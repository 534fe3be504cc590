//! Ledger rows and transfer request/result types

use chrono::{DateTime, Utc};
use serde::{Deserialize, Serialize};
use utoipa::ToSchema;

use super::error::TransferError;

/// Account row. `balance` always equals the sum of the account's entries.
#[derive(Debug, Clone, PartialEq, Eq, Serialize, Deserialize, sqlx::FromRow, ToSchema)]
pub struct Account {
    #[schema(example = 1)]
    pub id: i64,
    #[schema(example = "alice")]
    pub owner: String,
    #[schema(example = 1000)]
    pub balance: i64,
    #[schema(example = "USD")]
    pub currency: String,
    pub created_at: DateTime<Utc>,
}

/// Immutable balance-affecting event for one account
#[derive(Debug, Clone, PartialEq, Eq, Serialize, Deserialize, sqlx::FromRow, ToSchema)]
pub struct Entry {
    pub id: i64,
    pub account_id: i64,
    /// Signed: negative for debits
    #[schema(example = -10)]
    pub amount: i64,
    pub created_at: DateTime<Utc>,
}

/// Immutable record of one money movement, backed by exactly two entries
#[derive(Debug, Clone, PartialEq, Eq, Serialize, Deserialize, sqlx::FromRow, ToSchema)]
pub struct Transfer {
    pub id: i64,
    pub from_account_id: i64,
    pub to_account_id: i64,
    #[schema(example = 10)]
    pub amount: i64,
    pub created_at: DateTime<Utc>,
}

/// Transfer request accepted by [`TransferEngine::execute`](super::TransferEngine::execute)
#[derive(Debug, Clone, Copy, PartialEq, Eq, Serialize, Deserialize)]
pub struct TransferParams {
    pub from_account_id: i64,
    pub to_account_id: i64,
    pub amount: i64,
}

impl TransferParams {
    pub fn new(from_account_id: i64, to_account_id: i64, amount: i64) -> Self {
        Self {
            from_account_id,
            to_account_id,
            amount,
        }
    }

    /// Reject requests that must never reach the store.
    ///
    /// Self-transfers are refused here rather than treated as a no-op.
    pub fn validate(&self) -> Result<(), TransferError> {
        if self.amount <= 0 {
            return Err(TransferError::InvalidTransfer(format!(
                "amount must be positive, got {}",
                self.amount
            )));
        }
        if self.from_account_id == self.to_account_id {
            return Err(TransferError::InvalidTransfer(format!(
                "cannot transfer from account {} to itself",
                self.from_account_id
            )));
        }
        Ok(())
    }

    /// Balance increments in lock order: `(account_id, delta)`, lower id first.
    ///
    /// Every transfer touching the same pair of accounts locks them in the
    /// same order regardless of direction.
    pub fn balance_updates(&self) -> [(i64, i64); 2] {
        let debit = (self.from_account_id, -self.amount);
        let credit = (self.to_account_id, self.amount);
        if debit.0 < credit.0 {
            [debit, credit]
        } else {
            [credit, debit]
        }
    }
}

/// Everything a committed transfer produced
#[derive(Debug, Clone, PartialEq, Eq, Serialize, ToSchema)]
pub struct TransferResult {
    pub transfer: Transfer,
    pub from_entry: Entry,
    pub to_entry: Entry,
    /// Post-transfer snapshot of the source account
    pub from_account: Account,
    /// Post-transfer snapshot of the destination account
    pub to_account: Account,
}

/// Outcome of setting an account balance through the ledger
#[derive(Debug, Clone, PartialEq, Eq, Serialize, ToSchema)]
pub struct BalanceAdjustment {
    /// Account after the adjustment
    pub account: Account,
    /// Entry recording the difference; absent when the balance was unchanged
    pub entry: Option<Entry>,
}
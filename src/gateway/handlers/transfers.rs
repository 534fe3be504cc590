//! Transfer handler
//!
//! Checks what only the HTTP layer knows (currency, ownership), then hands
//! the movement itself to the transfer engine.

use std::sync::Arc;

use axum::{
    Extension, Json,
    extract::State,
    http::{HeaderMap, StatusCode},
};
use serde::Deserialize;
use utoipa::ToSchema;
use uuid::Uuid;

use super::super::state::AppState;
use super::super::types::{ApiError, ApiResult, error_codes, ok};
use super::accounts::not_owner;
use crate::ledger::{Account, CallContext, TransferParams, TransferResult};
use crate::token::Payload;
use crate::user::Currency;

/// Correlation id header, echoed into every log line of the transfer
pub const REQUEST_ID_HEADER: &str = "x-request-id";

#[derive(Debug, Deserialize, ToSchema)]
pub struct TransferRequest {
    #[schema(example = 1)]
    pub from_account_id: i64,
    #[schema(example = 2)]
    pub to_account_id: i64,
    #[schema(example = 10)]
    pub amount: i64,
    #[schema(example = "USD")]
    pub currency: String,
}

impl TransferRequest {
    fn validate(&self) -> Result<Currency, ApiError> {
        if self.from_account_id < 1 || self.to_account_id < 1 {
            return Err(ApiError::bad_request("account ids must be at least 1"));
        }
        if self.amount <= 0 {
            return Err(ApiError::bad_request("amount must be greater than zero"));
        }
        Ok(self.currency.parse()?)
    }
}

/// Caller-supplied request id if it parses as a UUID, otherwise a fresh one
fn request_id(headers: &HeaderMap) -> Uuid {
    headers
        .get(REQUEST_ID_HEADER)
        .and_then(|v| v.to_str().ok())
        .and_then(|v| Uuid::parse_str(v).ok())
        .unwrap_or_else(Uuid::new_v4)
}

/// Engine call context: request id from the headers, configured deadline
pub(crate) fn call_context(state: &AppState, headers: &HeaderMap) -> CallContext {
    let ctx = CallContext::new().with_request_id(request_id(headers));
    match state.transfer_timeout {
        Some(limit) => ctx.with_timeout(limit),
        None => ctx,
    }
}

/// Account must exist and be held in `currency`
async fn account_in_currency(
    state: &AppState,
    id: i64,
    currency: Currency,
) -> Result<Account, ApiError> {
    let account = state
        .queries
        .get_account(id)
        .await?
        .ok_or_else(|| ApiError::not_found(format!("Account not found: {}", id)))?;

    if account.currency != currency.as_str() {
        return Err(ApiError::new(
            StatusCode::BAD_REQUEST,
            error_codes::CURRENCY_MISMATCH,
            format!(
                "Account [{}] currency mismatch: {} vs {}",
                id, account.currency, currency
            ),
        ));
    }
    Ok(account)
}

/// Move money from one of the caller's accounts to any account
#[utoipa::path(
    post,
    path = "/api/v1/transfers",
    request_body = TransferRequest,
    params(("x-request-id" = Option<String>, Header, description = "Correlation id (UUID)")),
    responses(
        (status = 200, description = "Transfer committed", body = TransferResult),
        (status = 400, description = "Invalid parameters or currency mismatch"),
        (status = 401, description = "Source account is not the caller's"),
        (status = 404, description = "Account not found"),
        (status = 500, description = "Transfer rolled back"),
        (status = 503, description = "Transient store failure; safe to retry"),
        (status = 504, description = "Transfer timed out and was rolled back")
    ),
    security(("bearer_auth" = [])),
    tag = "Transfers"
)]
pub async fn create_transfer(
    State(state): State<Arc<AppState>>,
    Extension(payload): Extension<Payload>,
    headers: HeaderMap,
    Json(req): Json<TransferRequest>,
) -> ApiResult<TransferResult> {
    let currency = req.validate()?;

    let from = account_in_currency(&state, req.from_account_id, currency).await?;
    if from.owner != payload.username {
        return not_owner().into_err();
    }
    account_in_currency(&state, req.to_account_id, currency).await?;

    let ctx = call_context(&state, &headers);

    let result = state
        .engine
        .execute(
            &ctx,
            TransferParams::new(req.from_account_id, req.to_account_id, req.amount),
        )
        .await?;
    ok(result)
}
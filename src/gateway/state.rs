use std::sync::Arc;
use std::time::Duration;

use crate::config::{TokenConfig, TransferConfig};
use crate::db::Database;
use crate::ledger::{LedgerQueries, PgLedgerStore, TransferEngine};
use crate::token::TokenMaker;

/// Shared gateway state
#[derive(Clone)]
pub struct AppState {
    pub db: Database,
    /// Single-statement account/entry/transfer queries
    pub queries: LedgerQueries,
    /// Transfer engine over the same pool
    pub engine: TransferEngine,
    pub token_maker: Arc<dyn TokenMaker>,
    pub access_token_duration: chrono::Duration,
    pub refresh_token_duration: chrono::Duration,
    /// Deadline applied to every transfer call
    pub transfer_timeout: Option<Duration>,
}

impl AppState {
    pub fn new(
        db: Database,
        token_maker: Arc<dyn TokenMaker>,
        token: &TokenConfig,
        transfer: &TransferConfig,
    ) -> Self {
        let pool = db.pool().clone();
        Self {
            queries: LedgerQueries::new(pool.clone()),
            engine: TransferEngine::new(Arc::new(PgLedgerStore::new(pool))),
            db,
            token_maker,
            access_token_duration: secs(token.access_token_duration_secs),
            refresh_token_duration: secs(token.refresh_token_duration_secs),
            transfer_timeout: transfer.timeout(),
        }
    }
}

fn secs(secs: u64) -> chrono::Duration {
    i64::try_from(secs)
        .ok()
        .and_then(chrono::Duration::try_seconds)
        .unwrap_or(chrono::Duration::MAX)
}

--------------------------------

▶ Activity
Counting only lines that hold the word "committed", report how many there are in the listing above, as a number alone.

▶ Reply
2